研究表明，CelOCE 的纤维素氧化裂解活性严格依赖电子供体，如抗坏血酸（ascorbic acid，ASC）。在无氧和无过氧化氢的情况下，即使存在还原剂，该酶也无活性；但在厌氧条件下，添加 ASC 和外源过氧化氢时，CelOCE 表现出活性，且在有氧条件下和厌氧添加过氧化氢条件下，其氧化产物的生成周转率相似。这表明原位产生的过氧化氢不是 CelOCE 催化的限速因素，其同源二聚体结构可能有助于自身产生过氧化氢，一个亚基与纤维素相互作用时，另一个亚基可作为原位过氧化氢供应者。

（四）对纤维素的外切型作用机制

结构和计算分析显示，CelOCE 具有独特的活性位点拓扑结构，其催化铜深埋在由多个氨基酸残基形成的口袋中，该口袋可容纳二糖，且与葡萄糖基部分立体化学兼容。在与纤维寡糖的模拟复合物中，非还原端葡萄糖基残基与 E96 和 Q50 相互作用， -1 葡萄糖基残基与 F33 堆叠，使 C1 原子靠近催化铜，有利于氧化攻击，从而产生纤维二糖酸。此外，铜结合位点附近的刚性环与 C 末端 α - 螺旋和第二个 N 末端 β - 链形成扁平表面，与纤维素相互作用。通过生成 F33A 变体酶，验证了这种结合模式和外切型作用机制。

（五）在生物质转化中的协同作用

评估 CelOCE 与关键纤维素酶的协同作用发现，它与内切型纤维素酶（如 GH5 和 GH45 内切葡聚糖酶）具有显著的加和效应，但与外切型纤维二糖水解酶 Cel7A 无正效应，这与 CelOCE 的外切型作用模式一致。将编码 CelOCE 的基因整合到里氏木霉 Br_TrR03 基因组中，工程菌株分泌的酶在工业相关条件下，能显著提高预处理甘蔗渣和桉树木材材料的葡萄糖释放量，且效果优于表达真菌 AA9 LPMO（LsAA9A）的同一菌株，证明了 CelOCE 在生物质转化中的潜力。

四、研究结论与讨论

本研究发现的 CelOCE 为纤维素降解提供了一种创新的氧化还原机制。其独特的铜配位环境、扁平的催化界面和同源二聚体结构，使其能够以一种前所未有的外切型机制特异性地裂解纤维素，仅释放纤维二糖酸，并且通过原位产生过氧化氢促进反应进行。这种酶与水解内切纤维素酶具有协同作用，能够显著促进纤维素的解聚。

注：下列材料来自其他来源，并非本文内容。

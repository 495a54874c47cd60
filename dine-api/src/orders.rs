use axum::{
    extract::{Path, State},
    http::StatusCode,
    routing::{get, put},
    Json, Router,
};
use chrono::{DateTime, Utc};
use serde::{Deserialize, Serialize};

use dine_core::order::{Order, OrderLineItem, OrderStatus};
use dine_core::{CoreResult, OrderId, ProductId, TableId};

use crate::{error::{AppError, AppJson}, state::AppState};

// ============================================================================
// Request/Response Types
// ============================================================================

#[derive(Debug, Deserialize)]
pub struct CreateOrderRequest {
    pub order_table_id: TableId,
    pub order_line_items: Vec<OrderLineItemRequest>,
}

#[derive(Debug, Deserialize)]
pub struct OrderLineItemRequest {
    pub product_id: ProductId,
    pub quantity: i64,
}

#[derive(Debug, Deserialize)]
pub struct ChangeOrderStatusRequest {
    pub order_status: OrderStatus,
}

#[derive(Debug, Serialize, Deserialize)]
pub struct OrderResponse {
    pub id: OrderId,
    pub order_table_id: TableId,
    pub order_status: OrderStatus,
    pub ordered_time: DateTime<Utc>,
    pub order_line_items: Vec<OrderLineItemResponse>,
}

#[derive(Debug, Serialize, Deserialize)]
pub struct OrderLineItemResponse {
    pub product_id: ProductId,
    pub quantity: i64,
}

impl From<Order> for OrderResponse {
    fn from(order: Order) -> Self {
        Self {
            id: order.id,
            order_table_id: order.order_table_id,
            order_status: order.status,
            ordered_time: order.ordered_time,
            order_line_items: order
                .line_items
                .into_iter()
                .map(|item| OrderLineItemResponse {
                    product_id: item.product_id,
                    quantity: item.quantity,
                })
                .collect(),
        }
    }
}

// ============================================================================
// Handlers
// ============================================================================

pub fn routes() -> Router<AppState> {
    Router::new()
        .route("/api/orders", get(list_orders).post(create_order))
        .route("/api/orders/{id}/order-status", put(change_order_status))
}

/// POST /api/orders
async fn create_order(
    State(state): State<AppState>,
    AppJson(req): AppJson<CreateOrderRequest>,
) -> Result<(StatusCode, Json<OrderResponse>), AppError> {
    let line_items = req
        .order_line_items
        .into_iter()
        .map(|item| OrderLineItem::new(item.product_id, item.quantity))
        .collect::<CoreResult<Vec<_>>>()?;

    let mut tx = state.store.begin().await?;
    let order = state.orders.create_order(&mut *tx, req.order_table_id, line_items).await?;
    tx.commit().await?;

    Ok((StatusCode::CREATED, Json(order.into())))
}

/// GET /api/orders
async fn list_orders(State(state): State<AppState>) -> Result<Json<Vec<OrderResponse>>, AppError> {
    let mut tx = state.store.begin().await?;
    let orders = state.orders.list_orders(&mut *tx).await?;

    Ok(Json(orders.into_iter().map(Into::into).collect()))
}

/// PUT /api/orders/:id/order-status
async fn change_order_status(
    State(state): State<AppState>,
    Path(order_id): Path<OrderId>,
    AppJson(req): AppJson<ChangeOrderStatusRequest>,
) -> Result<Json<OrderResponse>, AppError> {
    let mut tx = state.store.begin().await?;
    let order = state.orders.change_status(&mut *tx, order_id, req.order_status).await?;
    tx.commit().await?;

    Ok(Json(order.into()))
}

CelOCE 在生物技术领域具有诸多优势。它仅由 115 个氨基酸残基组成，是碳水化合物酶学中发现的最小的催化活性蛋白之一，其紧凑的结构和独特的铜配位方式，有利于生物工程改造和人工酶设计。通过在里氏木霉中与纤维素酶和半纤维素酶共表达，CelOCE 显著提高了预处理木质纤维素生物质的葡萄糖释放量，且在中试规模生物反应器中成功生产，展现了其工业应用潜力。

此外，该研究揭示了铜催化的过氧化物酶反应在除 LPMOs 之外的其他生物催化剂中也存在，这拓展了人们对氧化还原生物化学的认识。通过深入了解细菌参与碳水化合物分解和代谢的氧化还原系统，有助于进一步理解全球碳循环的机制，为农业工业残留物转化为高附加值的生物产品提供了新的途径，推动了向可持续生物经济的转型。

总的来说，这项研究成果不仅在基础科学层面加深了人们对纤维素降解酶的理解，还为生物质转化相关的生物技术产业发展提供了有价值的理论基础和实践指导，具有重要的科学意义和应用前景。